No one really knows what karma really is and how it applies to our lives. Some people say good or bad luck is a result of your own actions. They say, ‘here we go, karma strikes again.’
In Sanskrit karma literally means action. Others have a more traditional understanding and say karma is rooted in the laws of causality or the idea that cause must precede effect.
Maybe it is all of these, but how does it apply to us, to you and me, and them in Palestine, at this moment?
Arambha
Arambha is the Sanskrit word for the beginning, so let’s start here.
The sky is grey, thick with clouds.
It could rain anytime, although the past few hours have been sunny.
London, in the autumn, is like that.
Unpredictable.
Like karma.
The traffic signal is green, and I should cross, but I stay where I am, on the pavement outside Russell Square which is littered with gold and red leaves.
I do not move.
The other pedestrians start making their way to the opposite side of the road where there is the grand architectural building, the Kimpton Fitzroy, and around the corner, the underground station.
I can hear an ambulance siren in the distance, coming towards me, down Southampton Row heading towards Euston Station.
It is still a few minutes away.
The cars are pulling over to the side of the road.
The lights have changed to red.
Now everyone is waiting, waiting for the ambulance to pass and the signal to turn green.
All of us are suspended in time.
In the ambulance, it is possible that someone could be dying and that if we did something as simple as stopping in our tracks, the ambulance could pass as fast as possible without any obstruction, and a life could be saved.

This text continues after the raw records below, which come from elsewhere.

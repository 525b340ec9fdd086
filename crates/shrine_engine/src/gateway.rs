//! Remote channel service seam.
//!
//! The engine never talks to the platform directly; everything it needs
//! from the remote side goes through [`ChannelGateway`], and progress
//! notifications go through [`ProgressSink`]. Both are async traits so
//! callers can plug in a live client, an archive replay, or a scripted
//! test double.

use async_trait::async_trait;
use chrono::{DateTime, Utc};
use serde::{Deserialize, Serialize};
use std::time::Duration;
use thiserror::Error;

/// Message author as delivered by the remote service.
#[derive(Debug, Clone, PartialEq, Eq, Serialize, Deserialize)]
pub struct Author {
    pub id: String,
    pub username: String,
    /// Automated accounts are ignored for grant consideration.
    #[serde(default)]
    pub bot: bool,
}

/// One channel message.
#[derive(Debug, Clone, PartialEq, Eq, Serialize, Deserialize)]
pub struct Message {
    pub id: String,
    pub guild_id: String,
    pub channel_id: String,
    pub author: Author,
    #[serde(default)]
    pub content: String,
    #[serde(default)]
    pub sticker_ids: Vec<String>,
    pub created_at: DateTime<Utc>,
}

const EXCERPT_LEN: usize = 50;

impl Message {
    /// Permalink to the message.
    pub fn link(&self) -> String {
        format!(
            "https://discord.com/channels/{}/{}/{}",
            self.guild_id, self.channel_id, self.id
        )
    }

    pub fn has_stickers(&self) -> bool {
        !self.sticker_ids.is_empty()
    }

    pub fn has_sticker(&self, sticker_id: &str) -> bool {
        self.sticker_ids.iter().any(|s| s == sticker_id)
    }

    /// Short content excerpt for report listings.
    pub fn excerpt(&self) -> String {
        let mut out: String = self.content.chars().take(EXCERPT_LEN).collect();
        if self.content.chars().count() > EXCERPT_LEN {
            out.push_str("...");
        }
        out
    }
}

/// A resolved guild member.
#[derive(Debug, Clone, PartialEq, Eq, Serialize, Deserialize)]
pub struct Member {
    pub user_id: String,
    pub username: String,
    #[serde(default)]
    pub role_ids: Vec<String>,
}

impl Member {
    pub fn has_role(&self, role_id: &str) -> bool {
        self.role_ids.iter().any(|r| r == role_id)
    }
}

/// Failures surfaced by the remote service.
#[derive(Debug, Error)]
pub enum GatewayError {
    /// Backpressure signal. Always honored and retried, never an error.
    #[error("rate limited (retry after {retry_after:?})")]
    RateLimited { retry_after: Option<Duration> },

    /// The member left or never existed. Terminal per participant.
    #[error("unknown member")]
    UnknownMember,

    /// May succeed on retry (timeout, connection reset, 5xx).
    #[error("transient gateway error: {0}")]
    Transient(String),

    /// The service refused the request (permissions, hierarchy).
    #[error("request denied: {0}")]
    Denied(String),
}

/// Paged, rate-limited access to a channel's history and its guild's
/// members and roles.
#[async_trait]
pub trait ChannelGateway: Send + Sync {
    /// Fetch up to `limit` messages strictly older than `before`
    /// (newest first). `before = None` starts from the present.
    async fn fetch_page(
        &self,
        channel_id: &str,
        before: Option<&str>,
        limit: usize,
    ) -> Result<Vec<Message>, GatewayError>;

    /// Resolve a guild member.
    async fn fetch_member(&self, guild_id: &str, user_id: &str) -> Result<Member, GatewayError>;

    /// Attach a role to a member. The side-effecting action the whole
    /// engine exists to perform at most once per participant.
    async fn grant_role(
        &self,
        guild_id: &str,
        user_id: &str,
        role_id: &str,
    ) -> Result<(), GatewayError>;
}

/// Best-effort progress notifications; implementations must swallow
/// their own failures.
#[async_trait]
pub trait ProgressSink: Send + Sync {
    async fn notify(&self, text: &str);
}

/// Progress sink that drops every notification.
pub struct NullProgress;

#[async_trait]
impl ProgressSink for NullProgress {
    async fn notify(&self, _text: &str) {}
}

#[cfg(test)]
mod tests {
    use super::*;

    fn message_with_content(content: &str) -> Message {
        Message {
            id: "m1".into(),
            guild_id: "g1".into(),
            channel_id: "c1".into(),
            author: Author {
                id: "u1".into(),
                username: "user".into(),
                bot: false,
            },
            content: content.into(),
            sticker_ids: vec![],
            created_at: Utc::now(),
        }
    }

    #[test]
    fn excerpt_truncates_long_content() {
        let long = "x".repeat(80);
        let msg = message_with_content(&long);
        assert_eq!(msg.excerpt().len(), 53);
        assert!(msg.excerpt().ends_with("..."));
    }

    #[test]
    fn excerpt_respects_char_boundaries() {
        let msg = message_with_content(&"é".repeat(60));
        assert_eq!(msg.excerpt().chars().count(), 53);
    }

    #[test]
    fn link_points_at_the_message() {
        let msg = message_with_content("hi");
        assert_eq!(msg.link(), "https://discord.com/channels/g1/c1/m1");
    }
}
//! Bounded retry queue for failed role grants.
//!
//! Grant failures collected during the history walk are drained here in
//! rounds after the walk completes. Each round snapshots the queue,
//! clears it, and attempts every item once; failures re-enqueue with an
//! incremented attempt count until the budget is spent, at which point
//! the failure is permanent.

use crate::classify::{grant_role, resolve_member, RunCtx};
use crate::gateway::{ChannelGateway, GatewayError, Message};
use crate::session::{ErrorKind, ScanSession, UserRef};
use tokio::time::sleep;
use tracing::{error, warn};

/// One queued grant retry.
#[derive(Debug, Clone)]
pub struct RetryItem {
    pub message: Message,
    pub attempts: u32,
}

/// Work queue of grant retries with a per-item attempt budget.
pub struct RetryQueue {
    items: Vec<RetryItem>,
    max_attempts: u32,
}

impl RetryQueue {
    pub fn new(max_attempts: u32) -> Self {
        Self {
            items: Vec::new(),
            max_attempts,
        }
    }

    /// Enqueue a failed grant. `attempts` counts tries already spent.
    pub fn push(&mut self, message: Message, attempts: u32) {
        self.items.push(RetryItem { message, attempts });
    }

    pub fn len(&self) -> usize {
        self.items.len()
    }

    pub fn is_empty(&self) -> bool {
        self.items.is_empty()
    }

    /// Drain the queue in rounds until it is empty or every remaining
    /// item has exhausted its budget.
    pub(crate) async fn drain<G: ChannelGateway>(
        &mut self,
        ctx: &RunCtx<'_, G>,
        session: &mut ScanSession,
    ) {
        let Some(role_id) = ctx.role_id else {
            // Nothing can be granted without a configured role.
            self.items.clear();
            return;
        };

        while !self.items.is_empty() {
            let round = std::mem::take(&mut self.items);
            for mut item in round {
                let author_id = item.message.author.id.clone();
                let author_name = item.message.author.username.clone();
                let guild_id = item.message.guild_id.clone();

                let member =
                    match resolve_member(ctx.gateway, ctx.tuning, &guild_id, &author_id).await {
                        Ok(member) => member,
                        Err(GatewayError::UnknownMember) => {
                            // Not transient; the item leaves the queue for good.
                            session.record_error(
                                ErrorKind::UnknownMember,
                                Some((&author_name, &author_id)),
                                "unknown member during grant retry",
                            );
                            continue;
                        }
                        Err(err) => {
                            // Spends the budget like a failed grant would;
                            // otherwise a persistently failing member
                            // service keeps the drain spinning forever.
                            item.attempts += 1;
                            self.requeue_or_exhaust(item, &err, session);
                            continue;
                        }
                    };

                if member.has_role(role_id) {
                    if let Err(err) = ctx.db.mark_granted(&guild_id, &author_id, ctx.event_id).await
                    {
                        session.record_error(
                            ErrorKind::Ledger,
                            Some((&author_name, &author_id)),
                            err.to_string(),
                        );
                    }
                    continue;
                }

                match grant_role(ctx.gateway, ctx.tuning, &guild_id, &author_id, role_id).await {
                    Ok(()) => {
                        session.roles_assigned += 1;
                        session.assigned_users.push(UserRef {
                            username: author_name.clone(),
                            user_id: author_id.clone(),
                        });
                        if let Err(err) =
                            ctx.db.mark_granted(&guild_id, &author_id, ctx.event_id).await
                        {
                            session.record_error(
                                ErrorKind::Ledger,
                                Some((&author_name, &author_id)),
                                err.to_string(),
                            );
                        }
                        sleep(ctx.tuning.grant_delay).await;
                    }
                    Err(err) => {
                        item.attempts += 1;
                        self.requeue_or_exhaust(item, &err, session);
                    }
                }
            }

            if !self.items.is_empty() {
                sleep(ctx.tuning.grant_delay).await;
            }
        }
    }

    fn requeue_or_exhaust(&mut self, item: RetryItem, err: &GatewayError, session: &mut ScanSession) {
        let author_id = item.message.author.id.clone();
        let author_name = item.message.author.username.clone();

        if item.attempts < self.max_attempts {
            warn!(
                user = %author_name,
                attempts = item.attempts,
                error = %err,
                "Grant retry failed, re-queueing"
            );
            self.items.push(item);
        } else {
            error!(
                user = %author_name,
                attempts = item.attempts,
                error = %err,
                "Grant failed permanently"
            );
            session.record_error(
                ErrorKind::GrantExhausted,
                Some((&author_name, &author_id)),
                format!("failed after {} attempts: {err}", item.attempts),
            );
        }
    }
}

#[cfg(test)]
mod tests {
    use super::*;
    use crate::classify::RunCtx;
    use crate::session::MatchStatus;
    use crate::testutil::ScriptedGateway;
    use crate::tuning::ScanTuning;
    use shrine_db::ShrineDb;

    async fn harness() -> (ShrineDb, ScanTuning) {
        let db = ShrineDb::memory().await.unwrap();
        db.create_participant("g1", "u1", "1").await.unwrap();
        (db, ScanTuning::unpaced())
    }

    fn ctx<'a>(
        db: &'a ShrineDb,
        gateway: &'a ScriptedGateway,
        tuning: &'a ScanTuning,
    ) -> RunCtx<'a, ScriptedGateway> {
        RunCtx {
            db,
            gateway,
            tuning,
            sticker_id: "s1",
            role_id: Some("r1"),
            event_id: "1",
        }
    }

    #[tokio::test]
    async fn exhausted_item_is_permanent_and_never_reappears() {
        let (db, tuning) = harness().await;
        let gateway = ScriptedGateway::new("g1", "c1");
        gateway.add_member("u1", "alice", &[]);
        gateway.fail_grants_forever("u1");

        let mut session = ScanSession::new();
        let mut queue = RetryQueue::new(3);
        queue.push(gateway.sticker_message("m1", "u1", "alice", &["s1"]), 1);

        queue.drain(&ctx(&db, &gateway, &tuning), &mut session).await;

        assert!(queue.is_empty());
        // Initial attempt happened in the scan phase; the queue spends
        // the remaining budget.
        assert_eq!(gateway.grant_calls("u1"), 2);
        assert_eq!(session.roles_assigned, 0);
        assert_eq!(session.errors, 1);
        assert_eq!(session.error_log[0].kind, ErrorKind::GrantExhausted);

        let record = db.find_participant("g1", "u1", "1").await.unwrap().unwrap();
        assert!(!record.granted_role);
    }

    #[tokio::test]
    async fn failure_then_success_grants_once() {
        let (db, tuning) = harness().await;
        let gateway = ScriptedGateway::new("g1", "c1");
        gateway.add_member("u1", "alice", &[]);
        gateway.script_grant_failure("u1", GatewayError::Transient("socket reset".into()));

        let mut session = ScanSession::new();
        let mut queue = RetryQueue::new(3);
        queue.push(gateway.sticker_message("m1", "u1", "alice", &["s1"]), 1);

        queue.drain(&ctx(&db, &gateway, &tuning), &mut session).await;

        assert!(queue.is_empty());
        assert_eq!(session.roles_assigned, 1);
        assert_eq!(session.errors, 0);
        let record = db.find_participant("g1", "u1", "1").await.unwrap().unwrap();
        assert!(record.granted_role);
    }

    #[tokio::test]
    async fn unresolvable_member_spends_the_attempt_budget() {
        let (db, tuning) = harness().await;
        let gateway = ScriptedGateway::new("g1", "c1");
        gateway.add_member("u1", "alice", &[]);
        gateway.fail_member_resolution_forever("u1");

        let mut session = ScanSession::new();
        let mut queue = RetryQueue::new(3);
        queue.push(gateway.sticker_message("m1", "u1", "alice", &["s1"]), 1);

        queue.drain(&ctx(&db, &gateway, &tuning), &mut session).await;

        // The drain must terminate: each failed resolution costs an
        // attempt, exactly like a failed grant.
        assert!(queue.is_empty());
        assert_eq!(gateway.grant_calls("u1"), 0);
        assert_eq!(session.roles_assigned, 0);
        assert_eq!(session.errors, 1);
        assert_eq!(session.error_log[0].kind, ErrorKind::GrantExhausted);
    }

    #[tokio::test]
    async fn unknown_member_is_not_requeued() {
        let (db, tuning) = harness().await;
        let gateway = ScriptedGateway::new("g1", "c1");
        // u1 never added as a member

        let mut session = ScanSession::new();
        let mut queue = RetryQueue::new(3);
        queue.push(gateway.sticker_message("m1", "u1", "alice", &["s1"]), 1);

        queue.drain(&ctx(&db, &gateway, &tuning), &mut session).await;

        assert!(queue.is_empty());
        assert_eq!(gateway.grant_calls("u1"), 0);
        assert_eq!(session.errors, 1);
        assert_eq!(session.error_log[0].kind, ErrorKind::UnknownMember);
    }

    #[tokio::test]
    async fn member_holding_the_role_is_persisted_without_counting() {
        let (db, tuning) = harness().await;
        let gateway = ScriptedGateway::new("g1", "c1");
        gateway.add_member("u1", "alice", &["r1"]);

        let mut session = ScanSession::new();
        session.matching_sticker_messages.push(crate::session::MatchingEntry {
            username: "alice".into(),
            user_id: "u1".into(),
            link: "l1".into(),
            timestamp: chrono::Utc::now(),
            status: MatchStatus::Unprocessed,
        });
        let mut queue = RetryQueue::new(3);
        queue.push(gateway.sticker_message("m1", "u1", "alice", &["s1"]), 1);

        queue.drain(&ctx(&db, &gateway, &tuning), &mut session).await;

        assert_eq!(session.roles_assigned, 0);
        assert_eq!(gateway.grant_calls("u1"), 0);
        let record = db.find_participant("g1", "u1", "1").await.unwrap().unwrap();
        assert!(record.granted_role);
    }
}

Cause and effect. Some say that is how karma works.
It is really that simple, if you think like that.
But right now, I’m thinking about the thousands in Palestine.
Dead.
Wounded.
Because of a genocide.
Who else will be murdered and injured in the coming months?
Is it because of karma?
Yours, theirs or mine?
Vikarna
Vikarna is the word for bad karma.
This is an important word to understand, because we want to establish who has vikarna.
Whose vikarna is causing innocent thousands to die?
I don’t really care whether you say it can’t be you and you point a finger at someone else,
because if you are keeping quiet, you are complicit, and that means your karma is bad.
Vikarna, amongst other things, means that you are easily distracted by irrelevant and wrong information.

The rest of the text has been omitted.